Despite Putin’s announcement that he would raise Russia’s alert level for nuclear weapons, Haines said the U.S. has not observed unusual changes in Russia’s nuclear force posture.
Haines said it is “unclear at this stage” whether Russia will try to conquer all of Ukraine, something that would require more resources than Putin has committed.
HELSINKI — Flights from the eastern Finnish town of Savonlinna near the Russian border to the capital, Helsinki, have been temporarily suspended due to disruptions in GPS signal in eastern parts of the Nordic country, preventing pilots from landing safely.
Finnish communications authority Traficom confirmed Tuesday that GPS disruptions have been recorded in eastern Finland, but declined to comment on how long or how wide the disruptions were.
Transaviabaltika, a Lithuanian airline that operates on the Finnish domestic route with a small turboprop plane, said its pilots have tried landing several times at the Savonlinna airport since Sunday, but have been forced to turn back to Helsinki each time as the GPS signal was disrupted.
Finland shares a 1,340-kilometer (833-mile) land border with Russia. The lakeside town of Savonlinna is a mere 70 kilometers (43 miles) from the border.
In late 2018, the Finnish government said the country’s GPS location signals were intentionally disrupted in the northern Lapland region and the country’s prime minister acknowledged that it was possible that Russia was the disrupting party.
At the same time, the Norwegian Defense Ministry said Russian forces in the Arctic disturbed GPS location signals during a large NATO drill in the country.
GENEVA — The international scientific laboratory that is home to the world’s largest atom smasher says it is suspending Russia’s observer status and halting any new collaboration with Russia or its institutions “until further notice.”
The European Organization for Nuclear Research, known as CERN, said its 23 member states — all European, plus Israel — condemned Russia’s invasion of Ukraine.

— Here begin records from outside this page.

//! End-to-end tests wiring `ErciClient` against `Simulator` over two real
//! UDP sockets, the integration-test shape SPEC_FULL.md calls for alongside
//! the teacher's own loopback-pair tests in `transport.rs`/`query.rs`.

use std::sync::{Arc, Mutex};
use std::time::Duration;

use assert_matches::assert_matches;

use r3link::erci::client::{ErciClient, ErciCommandArgs, ErciResponse};
use r3link::erci::constants::{ErciCmd, ErciState};
use r3link::erci::simulator::Simulator;
use r3link::error::QueryError;
use r3link::transport::UdpTransport;

fn local(port_hint: u16) -> std::net::SocketAddr {
    format!("127.0.0.1:{port_hint}").parse().unwrap()
}

/// Spawns a background responder thread that feeds every inbound datagram on
/// `server` through `sim` and mails back whatever reply it produces.
fn spawn_node(server: UdpTransport, sim: Arc<Mutex<Simulator>>) {
    let (rx, guard) = server.subscribe_filtered(|_| true);
    std::thread::spawn(move || {
        let _guard = guard;
        while let Ok(datagram) = rx.recv_timeout(Duration::from_secs(30)) {
            let reply = sim.lock().unwrap().handle(&datagram.from.to_string(), &datagram.data);
            if let Some(outbox) = reply {
                let _ = server.send_to(outbox.0, datagram.from);
            }
        }
    });
}

/// Brings up a simulated node on an ephemeral port and returns its address.
/// The node's transport and reactor thread outlive the function; both are
/// intentionally leaked for the test process's short lifetime.
fn run_node() -> std::net::SocketAddr {
    let server = UdpTransport::bind(local(0)).unwrap();
    let addr = server.local_addr();
    spawn_node(server, Arc::new(Mutex::new(Simulator::new())));
    addr
}

#[test]
fn select_config_start_stop_cycle_runs_twice() {
    let peer = run_node();
    let client = ErciClient::new(peer)
        .unwrap()
        .with_timeout(Duration::from_secs(2));

    for cycle in 1..=2u8 {
        let select = client
            .send_command(
                ErciCmd::SelectConfig,
                &ErciCommandArgs {
                    config_id: Some(cycle),
                    ring_id: Some(1),
                    antenna_id: Some(1),
                    ..Default::default()
                },
            )
            .unwrap();
        assert!(matches!(select, ErciResponse::CommandResult { success: true, .. }));

        let start = client.send_command(ErciCmd::Start, &ErciCommandArgs::default()).unwrap();
        assert!(matches!(start, ErciResponse::CommandResult { success: true, .. }));

        let state = client.send_command(ErciCmd::StateQuery, &ErciCommandArgs::default()).unwrap();
        assert_eq!(
            state,
            ErciResponse::State {
                state: ErciState::Running,
                config_id: cycle,
                ring_id: 1,
                antenna_id: 1,
            }
        );

        let stop = client.send_command(ErciCmd::Stop, &ErciCommandArgs::default()).unwrap();
        assert!(matches!(stop, ErciResponse::CommandResult { success: true, .. }));
    }
}

#[test]
fn start_without_select_config_reports_wrong_state_as_failure() {
    let peer = run_node();
    let client = ErciClient::new(peer)
        .unwrap()
        .with_timeout(Duration::from_secs(2));

    let reply = client.send_command(ErciCmd::Start, &ErciCommandArgs::default()).unwrap();
    match reply {
        ErciResponse::CommandResult { success, .. } => assert!(!success),
        other => panic!("expected a CommandResult, got {other:?}"),
    }
}

#[test]
fn out_of_range_ring_id_is_rejected_locally_without_a_round_trip() {
    let peer = run_node();
    let client = ErciClient::new(peer).unwrap();

    let err = client
        .send_command(
            ErciCmd::SwitchRing,
            &ErciCommandArgs { ring_id: Some(0), antenna_id: Some(1), ..Default::default() },
        )
        .unwrap_err();
    assert_matches!(err, QueryError::Response(_));
}

#[test]
fn second_in_flight_query_is_rejected_rather_than_queued() {
    let peer = run_node();
    let client = Arc::new(
        ErciClient::new(peer)
            .unwrap()
            .with_timeout(Duration::from_secs(2)),
    );

    // Hold the lock open by borrowing the client's internals is not possible
    // from here (private field), so this test instead documents the
    // behavior at the unit level in `client.rs` and exercises only the
    // happy path end to end: a second call after the first resolves must
    // still succeed.
    let first = client.send_command(ErciCmd::StateQuery, &ErciCommandArgs::default());
    let second = client.send_command(ErciCmd::StateQuery, &ErciCommandArgs::default());
    assert!(first.is_ok());
    assert!(second.is_ok());
}
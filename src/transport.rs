//! Non-blocking UDP transport shared by PPL and ERCI: a dedicated reactor
//! thread drives a `mio::net::UdpSocket` and fans incoming datagrams out to
//! subscribers, mirroring the teacher's `Reactor`/`ReactorHandle` split in
//! `client/reactor.rs`, adapted from a byte-stream socket to a datagram one
//! (no partial-message continuation is needed: UDP delivers whole
//! datagrams or nothing).

use std::io;
use std::net::SocketAddr;
use std::sync::atomic::{AtomicU64, Ordering};
use std::sync::mpsc::{Receiver, Sender, TryRecvError};
use std::sync::{Arc, Mutex};
use std::thread::JoinHandle;

use futures::channel::oneshot;
use mio::net::UdpSocket;

const WAKER: mio::Token = mio::Token(0);
const SOCKET: mio::Token = mio::Token(1);

/// A received datagram handed to a matching subscriber.
#[derive(Debug, Clone)]
pub struct Datagram {
    /// Raw bytes received.
    pub data: Vec<u8>,
    /// Sender address.
    pub from: SocketAddr,
}

type Filter = Box<dyn Fn(&Datagram) -> bool + Send + 'static>;

/// How a matching datagram reaches its subscriber: repeatedly, through a
/// standard channel (node/simulator responder loops), or exactly once,
/// through a `oneshot` (the single-reply wakeup `query::execute` uses —
/// the same primitive the teacher's `ReactorHandle::roundtrip_reply` awaits,
/// adapted here to a directly-blocked-on receiver since this transport has
/// no async executor of its own).
enum Delivery {
    Channel(Sender<Datagram>),
    Once(Mutex<Option<oneshot::Sender<Datagram>>>),
}

struct Subscriber {
    id: u64,
    filter: Filter,
    delivery: Delivery,
}

#[derive(Default)]
struct SubscriberList(Vec<Subscriber>);

/// An RAII handle returned by [`UdpTransport::subscribe_filtered`]. Dropping
/// it unsubscribes, the Rust realization of the source's
/// `@contextmanager subscriberFilterContext` — unsubscription happens
/// automatically on scope exit, including on panic/early return, rather than
/// relying on callers to remember a matching `unsubscribe` call.
pub struct SubscriberGuard {
    id: u64,
    subscribers: Arc<Mutex<SubscriberList>>,
}

impl Drop for SubscriberGuard {
    fn drop(&mut self) {
        let mut list = self.subscribers.lock().unwrap();
        list.0.retain(|s| s.id != self.id);
    }
}

impl std::fmt::Debug for SubscriberGuard {
    fn fmt(&self, f: &mut std::fmt::Formatter<'_>) -> std::fmt::Result {
        f.debug_struct("SubscriberGuard").field("id", &self.id).finish()
    }
}

/// A non-blocking UDP socket with subscriber-based dispatch.
pub struct UdpTransport {
    local_addr: SocketAddr,
    outgoing: Sender<(Vec<u8>, SocketAddr)>,
    subscribers: Arc<Mutex<SubscriberList>>,
    waker: Arc<mio::Waker>,
    next_subscriber_id: AtomicU64,
    _thread: JoinHandle<()>,
}

impl std::fmt::Debug for UdpTransport {
    fn fmt(&self, f: &mut std::fmt::Formatter<'_>) -> std::fmt::Result {
        f.debug_struct("UdpTransport")
            .field("local_addr", &self.local_addr)
            .finish()
    }
}

impl UdpTransport {
    /// Binds a UDP socket at `addr` (use `0.0.0.0:0` for an ephemeral local
    /// port, as test harnesses and short-lived clients do) and starts its
    /// reactor thread. `SO_REUSEADDR`/`SO_REUSEPORT` are requested on a
    /// best-effort basis via `socket2` and silently ignored on failure,
    /// matching the source's bare `try/except: pass`.
    pub fn bind(addr: SocketAddr) -> io::Result<Self> {
        let socket2 = socket2::Socket::new(
            match addr {
                SocketAddr::V4(_) => socket2::Domain::IPV4,
                SocketAddr::V6(_) => socket2::Domain::IPV6,
            },
            socket2::Type::DGRAM,
            Some(socket2::Protocol::UDP),
        )?;
        let _ = socket2.set_reuse_address(true);
        #[cfg(unix)]
        let _ = socket2.set_reuse_port(true);
        socket2.set_nonblocking(true)?;
        socket2.bind(&addr.into())?;

        let std_socket: std::net::UdpSocket = socket2.into();
        let mut socket = UdpSocket::from_std(std_socket);
        let local_addr = socket.local_addr()?;

        let poll = mio::Poll::new()?;
        let waker = Arc::new(mio::Waker::new(poll.registry(), WAKER)?);
        poll.registry()
            .register(&mut socket, SOCKET, mio::Interest::READABLE)?;

        let subscribers = Arc::new(Mutex::new(SubscriberList::default()));
        let (out_tx, out_rx) = std::sync::mpsc::channel();

        let mut reactor = Reactor {
            socket,
            poll,
            subscribers: subscribers.clone(),
            outgoing: out_rx,
            write_buf: Vec::new(),
        };

        let thread = std::thread::spawn(move || {
            if let Err(err) = reactor.run() {
                log::error!("udp transport reactor exited: {err}");
            }
        });

        Ok(UdpTransport {
            local_addr,
            outgoing: out_tx,
            subscribers,
            waker,
            next_subscriber_id: AtomicU64::new(0),
            _thread: thread,
        })
    }

    /// The locally bound address (useful when binding to port 0).
    pub fn local_addr(&self) -> SocketAddr {
        self.local_addr
    }

    /// Queues `data` to be sent to `dest`. Returns once the datagram has
    /// been handed to the reactor thread's outgoing queue, not once it has
    /// actually hit the wire.
    pub fn send_to(&self, data: Vec<u8>, dest: SocketAddr) -> io::Result<()> {
        self.outgoing
            .send((data, dest))
            .map_err(|_| io::Error::new(io::ErrorKind::BrokenPipe, "transport reactor gone"))?;
        self.waker.wake()
    }

    /// Registers a subscriber that receives every datagram for which
    /// `filter` returns true, serially, in the order the reactor thread's
    /// single dispatch lock observes them (mirroring the source's
    /// `dispatchLock`-guarded `dispatchPacket`). Returns a channel of
    /// matching datagrams and a guard that unsubscribes on drop.
    pub fn subscribe_filtered(
        &self,
        filter: impl Fn(&Datagram) -> bool + Send + 'static,
    ) -> (Receiver<Datagram>, SubscriberGuard) {
        let id = self.next_subscriber_id.fetch_add(1, Ordering::Relaxed);
        let (tx, rx) = std::sync::mpsc::channel();

        self.subscribers.lock().unwrap().0.push(Subscriber {
            id,
            filter: Box::new(filter),
            delivery: Delivery::Channel(tx),
        });

        (
            rx,
            SubscriberGuard {
                id,
                subscribers: self.subscribers.clone(),
            },
        )
    }

    /// Registers a subscriber that delivers at most one matching datagram,
    /// through `tx`, then is inert (the guard still needs dropping to remove
    /// it from the list). Used by [`crate::query::execute`] to wait for a
    /// single reply instead of a stream of them.
    pub fn subscribe_once(
        &self,
        filter: impl Fn(&Datagram) -> bool + Send + 'static,
        tx: oneshot::Sender<Datagram>,
    ) -> SubscriberGuard {
        let id = self.next_subscriber_id.fetch_add(1, Ordering::Relaxed);

        self.subscribers.lock().unwrap().0.push(Subscriber {
            id,
            filter: Box::new(filter),
            delivery: Delivery::Once(Mutex::new(Some(tx))),
        });

        SubscriberGuard {
            id,
            subscribers: self.subscribers.clone(),
        }
    }
}

struct Reactor {
    socket: UdpSocket,
    poll: mio::Poll,
    subscribers: Arc<Mutex<SubscriberList>>,
    outgoing: Receiver<(Vec<u8>, SocketAddr)>,
    write_buf: Vec<u8>,
}

impl Reactor {
    fn run(&mut self) -> io::Result<()> {
        let mut events = mio::Events::with_capacity(256);
        loop {
            self.poll.poll(&mut events, None)?;
            self.recv()?;
            self.flush_outgoing()?;
        }
    }

    fn recv(&mut self) -> io::Result<()> {
        let mut buf = [0u8; 65535];
        loop {
            match self.socket.recv_from(&mut buf) {
                Ok((n, from)) => self.dispatch(Datagram {
                    data: buf[..n].to_vec(),
                    from,
                }),
                Err(err) if err.kind() == io::ErrorKind::WouldBlock => return Ok(()),
                Err(err) => return Err(err),
            }
        }
    }

    fn dispatch(&mut self, datagram: Datagram) {
        let list = self.subscribers.lock().unwrap();
        let mut matched = false;
        for subscriber in list.0.iter() {
            if (subscriber.filter)(&datagram) {
                matched = true;
                match &subscriber.delivery {
                    Delivery::Channel(sender) => {
                        if sender.send(datagram.clone()).is_err() {
                            log::debug!("dropping datagram for a subscriber whose receiver went away");
                        }
                    }
                    Delivery::Once(slot) => {
                        if let Some(tx) = slot.lock().unwrap().take() {
                            let _ = tx.send(datagram.clone());
                        }
                    }
                }
            }
        }
        if !matched {
            log::trace!("no subscriber for datagram from {}: dropped", datagram.from);
        }
    }

    fn flush_outgoing(&mut self) -> io::Result<()> {
        loop {
            if !self.write_buf.is_empty() {
                match self.socket.send(&self.write_buf) {
                    Ok(_) => self.write_buf.clear(),
                    Err(err) if err.kind() == io::ErrorKind::WouldBlock => return Ok(()),
                    Err(err) => return Err(err),
                }
            }

            match self.outgoing.try_recv() {
                Ok((data, dest)) => match self.socket.send_to(&data, dest) {
                    Ok(_) => {}
                    Err(err) if err.kind() == io::ErrorKind::WouldBlock => {
                        self.write_buf = data;
                        return Ok(());
                    }
                    Err(err) => return Err(err),
                },
                Err(TryRecvError::Empty) => return Ok(()),
                Err(TryRecvError::Disconnected) => return Ok(()),
            }
        }
    }
}

#[cfg(test)]
mod tests {
    use super::*;
    use std::time::Duration;

    fn local(port_hint: u16) -> SocketAddr {
        format!("127.0.0.1:{port_hint}").parse().unwrap()
    }

    #[test_log::test]
    fn subscriber_receives_matching_datagrams_exactly_once() {
        let a = UdpTransport::bind(local(0)).unwrap();
        let b = UdpTransport::bind(local(0)).unwrap();

        let (rx, _guard) = a.subscribe_filtered(|d| d.data == b"hello");
        b.send_to(b"hello".to_vec(), a.local_addr()).unwrap();

        let datagram = rx.recv_timeout(Duration::from_secs(2)).unwrap();
        assert_eq!(datagram.data, b"hello");
        assert!(rx.recv_timeout(Duration::from_millis(100)).is_err());
    }

    #[test]
    fn dropping_the_guard_unsubscribes() {
        let a = UdpTransport::bind(local(0)).unwrap();
        let b = UdpTransport::bind(local(0)).unwrap();

        let (rx, guard) = a.subscribe_filtered(|_| true);
        drop(guard);

        b.send_to(b"ping".to_vec(), a.local_addr()).unwrap();
        assert!(rx.recv_timeout(Duration::from_millis(300)).is_err());
    }
}
// =============================================================================
// FIX session store — sequence numbers and sent-message retention
// =============================================================================
//
// Layout under `fixstore/{session_id}/`:
//   seqnums           "out,in" — written atomically (tmp + rename)
//   messages/{seq}.msg  raw bytes of each sent message, kept for
//                       ResendRequest replay until the TTL expires
// =============================================================================

use std::path::PathBuf;
use std::time::{Duration, SystemTime};

use anyhow::{Context, Result};
use tracing::{debug, warn};

pub struct SessionStore {
    dir: PathBuf,
}

impl SessionStore {
    pub fn new(fixstore_dir: impl Into<PathBuf>, session_id: &str) -> Self {
        Self {
            dir: fixstore_dir.into().join(session_id),
        }
    }

    fn seq_path(&self) -> PathBuf {
        self.dir.join("seqnums")
    }

    fn messages_dir(&self) -> PathBuf {
        self.dir.join("messages")
    }

    /// `(out_seq, in_seq)` — the last sent and last accepted sequence
    /// numbers. A missing file reads as `(0, 0)` (fresh session).
    pub fn load_seqs(&self) -> (u64, u64) {
        let content = match std::fs::read_to_string(self.seq_path()) {
            Ok(c) => c,
            Err(_) => return (0, 0),
        };
        let mut parts = content.trim().split(',');
        let out = parts.next().and_then(|s| s.trim().parse().ok());
        let inc = parts.next().and_then(|s| s.trim().parse().ok());
        match (out, inc) {
            (Some(o), Some(i)) => (o, i),
            _ => {
                warn!(path = %self.seq_path().display(), "unreadable seqnums file, starting fresh");
                (0, 0)
            }
        }
    }

    /// Atomic write of both counters.
    pub fn save_seqs(&self, out_seq: u64, in_seq: u64) -> Result<()> {
        std::fs::create_dir_all(&self.dir)
            .with_context(|| format!("failed to create {}", self.dir.display()))?;
        let path = self.seq_path();
        let tmp = self.dir.join("seqnums.tmp");
        std::fs::write(&tmp, format!("{out_seq},{in_seq}"))
            .with_context(|| format!("failed to write {}", tmp.display()))?;
        std::fs::rename(&tmp, &path)
            .with_context(|| format!("failed to rename {}", tmp.display()))?;
        Ok(())
    }

    /// Retain a sent message for resend, keyed by its sequence number.
    pub fn store_message(&self, seq: u64, bytes: &[u8]) -> Result<()> {
        let dir = self.messages_dir();
        std::fs::create_dir_all(&dir)
            .with_context(|| format!("failed to create {}", dir.display()))?;
        std::fs::write(dir.join(format!("{seq}.msg")), bytes)
            .with_context(|| format!("failed to store message {seq}"))?;
        Ok(())
    }

    pub fn load_message(&self, seq: u64) -> Option<Vec<u8>> {
        std::fs::read(self.messages_dir().join(format!("{seq}.msg"))).ok()
    }

    /// Delete stored messages older than `ttl_days`. Returns how many were
    /// removed.
    pub fn purge_expired(&self, ttl_days: u32) -> usize {
        let Ok(entries) = std::fs::read_dir(self.messages_dir()) else {
            return 0;
        };
        let ttl = Duration::from_secs(u64::from(ttl_days) * 86_400);
        let now = SystemTime::now();

        let mut removed = 0;
        for entry in entries.filter_map(|e| e.ok()) {
            let expired = entry
                .metadata()
                .and_then(|m| m.modified())
                .ok()
                .and_then(|mtime| now.duration_since(mtime).ok())
                .map(|age| age > ttl)
                .unwrap_or(false);
            if expired {
                if std::fs::remove_file(entry.path()).is_ok() {
                    removed += 1;
                }
            }
        }
        if removed > 0 {
            debug!(removed, "expired fix messages purged");
        }
        removed
    }
}

// =============================================================================
// Tests
// =============================================================================
#[cfg(test)]
mod tests {
    use super::*;

    #[test]
    fn fresh_store_reads_zero() {
        let dir = tempfile::tempdir().unwrap();
        let store = SessionStore::new(dir.path(), "lp-bank");
        assert_eq!(store.load_seqs(), (0, 0));
    }

    #[test]
    fn seqs_roundtrip_atomically() {
        let dir = tempfile::tempdir().unwrap();
        let store = SessionStore::new(dir.path(), "lp-bank");
        store.save_seqs(17, 42).unwrap();
        assert_eq!(store.load_seqs(), (17, 42));
        store.save_seqs(18, 42).unwrap();
        assert_eq!(store.load_seqs(), (18, 42));
        // No tmp file left behind.
        assert!(!dir.path().join("lp-bank").join("seqnums.tmp").exists());
    }

    #[test]
    fn corrupt_seq_file_reads_zero() {
        let dir = tempfile::tempdir().unwrap();
        let store = SessionStore::new(dir.path(), "lp-bank");
        store.save_seqs(1, 1).unwrap();
        std::fs::write(dir.path().join("lp-bank").join("seqnums"), "nonsense").unwrap();
        assert_eq!(store.load_seqs(), (0, 0));
    }

    #[test]
    fn message_store_roundtrip() {
        let dir = tempfile::tempdir().unwrap();
        let store = SessionStore::new(dir.path(), "lp-bank");
        store.store_message(5, b"8=FIX.4.4...").unwrap();
        assert_eq!(store.load_message(5).unwrap(), b"8=FIX.4.4...");
        assert!(store.load_message(6).is_none());
    }

    #[test]
    fn purge_with_long_ttl_keeps_everything() {
        let dir = tempfile::tempdir().unwrap();
        let store = SessionStore::new(dir.path(), "lp-bank");
        store.store_message(1, b"x").unwrap();
        assert_eq!(store.purge_expired(7), 0);
        assert!(store.load_message(1).is_some());
    }
}
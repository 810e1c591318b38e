// =============================================================================
// Average True Range (ATR) — Wilder's Smoothing Method
// =============================================================================
//
// ATR measures market volatility by decomposing the entire range of a bar.
//
// True Range (TR) for each bar:
//   TR = max(H - L, |H - prevClose|, |L - prevClose|)
//
// ATR is then the smoothed average of TR using Wilder's method:
//   ATR_0   = SMA of first `period` TR values
//   ATR_t   = (ATR_{t-1} * (period - 1) + TR_t) / period
//
// Default period: 14
// =============================================================================

use crate::market_data::ohlc::OhlcBar;

/// Compute the most recent ATR value from a slice of OHLC bars using
/// Wilder's smoothing method.
///
/// # Arguments
/// - `bars`   — slice of bars (oldest first).
/// - `period` — look-back window for the ATR calculation.
///
/// # Returns
/// `None` when:
/// - `period` is zero.
/// - There are fewer than `period + 1` bars (we need `period` TR values,
///   each requiring a previous bar for the True Range calculation).
/// - Any intermediate value is non-finite.
pub fn calculate_atr(bars: &[OhlcBar], period: usize) -> Option<f64> {
    if period == 0 || bars.len() < period + 1 {
        return None;
    }

    // --- Step 1: Compute True Range for each consecutive pair ----------------
    let mut tr_values: Vec<f64> = Vec::with_capacity(bars.len() - 1);
    for i in 1..bars.len() {
        let high = bars[i].h;
        let low = bars[i].l;
        let prev_close = bars[i - 1].c;

        let hl = high - low;
        let hc = (high - prev_close).abs();
        let lc = (low - prev_close).abs();

        tr_values.push(hl.max(hc).max(lc));
    }

    if tr_values.len() < period {
        return None;
    }

    // --- Step 2: Seed ATR with SMA of first `period` TR values ---------------
    let seed: f64 = tr_values[..period].iter().sum::<f64>() / period as f64;
    if !seed.is_finite() {
        return None;
    }

    // --- Step 3: Wilder's smoothing for remaining TR values ------------------
    let period_f = period as f64;
    let mut atr = seed;
    for &tr in &tr_values[period..] {
        atr = (atr * (period_f - 1.0) + tr) / period_f;
        if !atr.is_finite() {
            return None;
        }
    }

    if atr.is_finite() {
        Some(atr)
    } else {
        None
    }
}

/// Convenience function: compute ATR with the standard 14-period default.
pub fn calculate(bars: &[OhlcBar]) -> Option<f64> {
    calculate_atr(bars, 14)
}

// =============================================================================
// Unit Tests
// =============================================================================
#[cfg(test)]
mod tests {
    use super::*;

    /// Build a test bar with the given OHLC values.
    fn bar(o: f64, h: f64, l: f64, c: f64) -> OhlcBar {
        OhlcBar {
            open_ts: 0,
            o,
            h,
            l,
            c,
            volume_ticks: 50,
        }
    }

    #[test]
    fn atr_period_zero() {
        let bars = vec![bar(100.0, 105.0, 95.0, 102.0); 20];
        assert!(calculate_atr(&bars, 0).is_none());
    }

    #[test]
    fn atr_insufficient_data() {
        // Need period + 1 = 15 bars for period=14, only have 10.
        let bars = vec![bar(100.0, 105.0, 95.0, 102.0); 10];
        assert!(calculate_atr(&bars, 14).is_none());
    }

    #[test]
    fn atr_exact_minimum_data() {
        // period=3, need 4 bars to get 3 TR values.
        let bars = vec![
            bar(100.0, 102.0, 98.0, 101.0),
            bar(101.0, 104.0, 99.0, 103.0),
            bar(103.0, 106.0, 100.0, 105.0),
            bar(105.0, 108.0, 102.0, 107.0),
        ];
        let atr = calculate_atr(&bars, 3);
        assert!(atr.is_some());
        let val = atr.unwrap();
        assert!(val > 0.0);
        assert!(val.is_finite());
    }

    #[test]
    fn atr_constant_range() {
        // All bars have the same range (H-L=10), close at midpoint.
        // TR should be constant and ATR should converge to 10.
        let mut bars = Vec::new();
        for i in 0..30 {
            let base = 100.0 + i as f64 * 0.1; // slight drift
            bars.push(bar(base, base + 5.0, base - 5.0, base));
        }
        let atr = calculate_atr(&bars, 14).unwrap();
        assert!((atr - 10.0).abs() < 1.0, "expected ATR near 10.0, got {atr}");
    }

    #[test]
    fn atr_true_range_uses_prev_close() {
        // Gap scenario: |H - prevClose| > H - L
        let bars = vec![
            bar(100.0, 105.0, 95.0, 95.0),   // close at low
            bar(110.0, 115.0, 108.0, 112.0), // gap up: |115-95|=20 > 115-108=7
            bar(112.0, 118.0, 110.0, 115.0),
            bar(115.0, 120.0, 113.0, 118.0),
        ];
        let atr = calculate_atr(&bars, 3).unwrap();
        // First TR = 20 (|115-95|), so ATR should reflect this gap.
        assert!(atr > 7.0, "ATR should reflect the gap, got {atr}");
    }

    #[test]
    fn atr_nan_returns_none() {
        let bars = vec![
            bar(100.0, 105.0, 95.0, 100.0),
            bar(100.0, f64::NAN, 95.0, 100.0),
            bar(100.0, 105.0, 95.0, 100.0),
            bar(100.0, 105.0, 95.0, 100.0),
        ];
        assert!(calculate_atr(&bars, 3).is_none());
    }

    #[test]
    fn atr_convenience_function() {
        let bars: Vec<OhlcBar> = (0..30)
            .map(|i| {
                let base = 100.0 + i as f64;
                bar(base, base + 3.0, base - 3.0, base + 1.0)
            })
            .collect();
        assert_eq!(calculate_atr(&bars, 14), calculate(&bars));
    }
}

Ukraine is one of seven associate member states, and Russia, like the United States, Japan and the European Union, has had observer status.
The CERN council made the decisions about Russia at a special meeting on Tuesday and expressed its support “to the many members of CERN’s Russian scientific community who reject this invasion.”
CERN is home to the Large Hadron Collider, the world’s largest particle accelerator.
HELSINKI — Finland will donate 15 decommissioned ambulances and two fire trucks to Ukraine, and they are expected to be delivered in the country within a week, Finnish media outlets say.
Ten of the ambulances come from hospital districts across Finland and five from rescue services, Finnish public broadcaster YLE said Tuesday.
The ambulances have just recently been taken out of service, YLE said, quoting health and rescue officials. Decommissioned ambulances are usually sold, but now it was decided to donate them to Ukraine, YLE said.
Finland will also give humanitarian help to Moldova including a field kitchen, five large multi-purpose tents for emergency accomodation and two shower tents to be used by refugees from Ukraine.
A Danish ambulance services and patient transportation company Falck said last week that it donated 30 ambulances to Ukraine and neighboring countries.